I still don't completely understand this, but here are some comments... Have you verified that the leaks (hover over input, hover over scrollbar) are still fixed? I wonder if there are places where you should be calling SetAnonymousContentFor(..., nsnull)? (What happens on re-frame? What does NS_ERROR do?) Some of the comments (and names of functions/variables) seem to imply that anonymous content and XBL are two different things. I thought XBL created some anonymous content, and is the preferred way of doing so. Maybe the comments should make it clearer that we're dealing with nsIAnonymousContentCreator-related anonymous content? Is it better to have the binding manager store the anonymous content, or have the binding manager just store the content nodes that have anonymous content and call SetDocumentForAnonymousContent on the frames for that content? (What happens on re-frame? Could we miss multiple instances of anonymous content for a given content node? What happens now?) Otherwise, should you remove SetDocumentForAnonymousContent? Also, nsCOMPtr<nsIAnonymousContentCreator> is evil because nsIAnonymousContentCreator is used for frames (right??). Should that pattern stop being used? (And should it be relected in a clearer comment in nsIAnonymousContentCreator.h?)
Attached file test case to force a reframe (deleted) —
I've verified that we're not leaking by using XPCOM_MEM_BLOAT_LOG and trying the old "wiggle the scrollbar" and "type into the URL bar" tests. With respect to a reframe (which the above test case will force), sho'nuf, we end up bonking into the NS_ERROR() case in nsBindingManager::SetAnonymousContentFor(). A way to deal would be to just dump the old elements at this point, copying the SetDocument(nsnull, ...) loop from ChangeDocumentFor(). I haven't been able to figure out how to get a script object created on these anonymous elements using just vanilla HTML. Anyone have any ideas on how to do that?
The better fix on a reframe would be to do as you suggest... detect the presence of anonymous content before you set the new anonymous content and make sure you set document to null on the old anonymous content.

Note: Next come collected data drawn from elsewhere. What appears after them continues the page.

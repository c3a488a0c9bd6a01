use std::net::Ipv4Addr;

use super::{DnsType, Packet, ResourceRecord};
use crate::error::FormatError;

pub const DEFAULT_TTL: u32 = 120;

/// A locally registered service, broadcast as PTR + SRV (+ TXT) answers with
/// the host A record as additional.
#[derive(Debug, Clone, PartialEq, Eq)]
pub struct Advertisement {
    /// e.g. `_http._tcp.local.`
    pub service_type: String,
    /// instance label, e.g. `My Service`
    pub service_name: String,
    pub host_name: String,
    pub address: Ipv4Addr,
    pub port: u16,
    pub ttl: u32,
    pub txt_records: Vec<(String, String)>,
}

impl Advertisement {
    pub fn new(
        service_type: &str,
        service_name: &str,
        host_name: &str,
        address: Ipv4Addr,
        port: u16,
    ) -> Self {
        Self {
            service_type: service_type.to_owned(),
            service_name: service_name.to_owned(),
            host_name: host_name.to_owned(),
            address,
            port,
            ttl: DEFAULT_TTL,
            txt_records: Vec::new(),
        }
    }

    /// `instance.service type`, keeping the service type's trailing dot if any
    pub fn instance_name(&self) -> String {
        format!("{}.{}", self.service_name, self.service_type)
    }

    fn records(&self, ttl: u32) -> Result<(Vec<ResourceRecord>, Vec<ResourceRecord>), FormatError> {
        let instance = self.instance_name();
        let mut answers = vec![
            ResourceRecord::ptr(&self.service_type, &instance, ttl)?,
            ResourceRecord::srv(&instance, 0, 0, self.port, &self.host_name, ttl)?,
        ];
        if !self.txt_records.is_empty() {
            answers.push(ResourceRecord::txt(&instance, &self.txt_records, ttl)?);
        }
        let additionals = vec![ResourceRecord::a(&self.host_name, self.address, ttl)];
        Ok((answers, additionals))
    }

    pub fn to_packet(&self) -> Result<Packet, FormatError> {
        let (answers, additionals) = self.records(self.ttl)?;
        Ok(Packet::response(answers, additionals))
    }

    pub fn to_bytes(&self) -> Result<Vec<u8>, FormatError> {
        self.to_packet()?.encode()
    }

    /// Same records with TTL 0, telling listeners to drop them.
    pub fn goodbye_bytes(&self) -> Result<Vec<u8>, FormatError> {
        let (answers, additionals) = self.records(0)?;
        Packet::response(answers, additionals).encode()
    }

    /// Record types carried in the advertisement packet.
    pub fn record_types(&self) -> Vec<DnsType> {
        let mut types = vec![DnsType::PTR, DnsType::SRV, DnsType::A];
        if !self.txt_records.is_empty() {
            types.push(DnsType::TXT);
        }
        types
    }
}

I made a fix recently that probably plugged all of these leaks anyway. :) I made anonymous content properly retarget during DOM event bubble, which means that event.target can no longer refer to anonymous content, which means script objects don't get created during normal HTML use anyway. A better way to get the leak now would be to use XUL, since there are plenty of places in XUL where we use event.originalTarget in order to make sure the user didn't click on a scrollbar. Dragging a tree widget scrollbar should cause the leak.
I didn't mean to say "cause the leak". I meant to say "cause a script object to be created for anonymous content."
Incorporated feedback from hyatt and dbaron; verified that no leakage with tree widget scrolling, and verified as best I could that no problems with HTML reframe (cf. bug 53251).
Looks good.
fix checked in.
Status: ASSIGNED → RESOLVED
Closed: 24 years ago
Resolution: --- → FIXED
Marking verfied fixed in the Sept 28th build.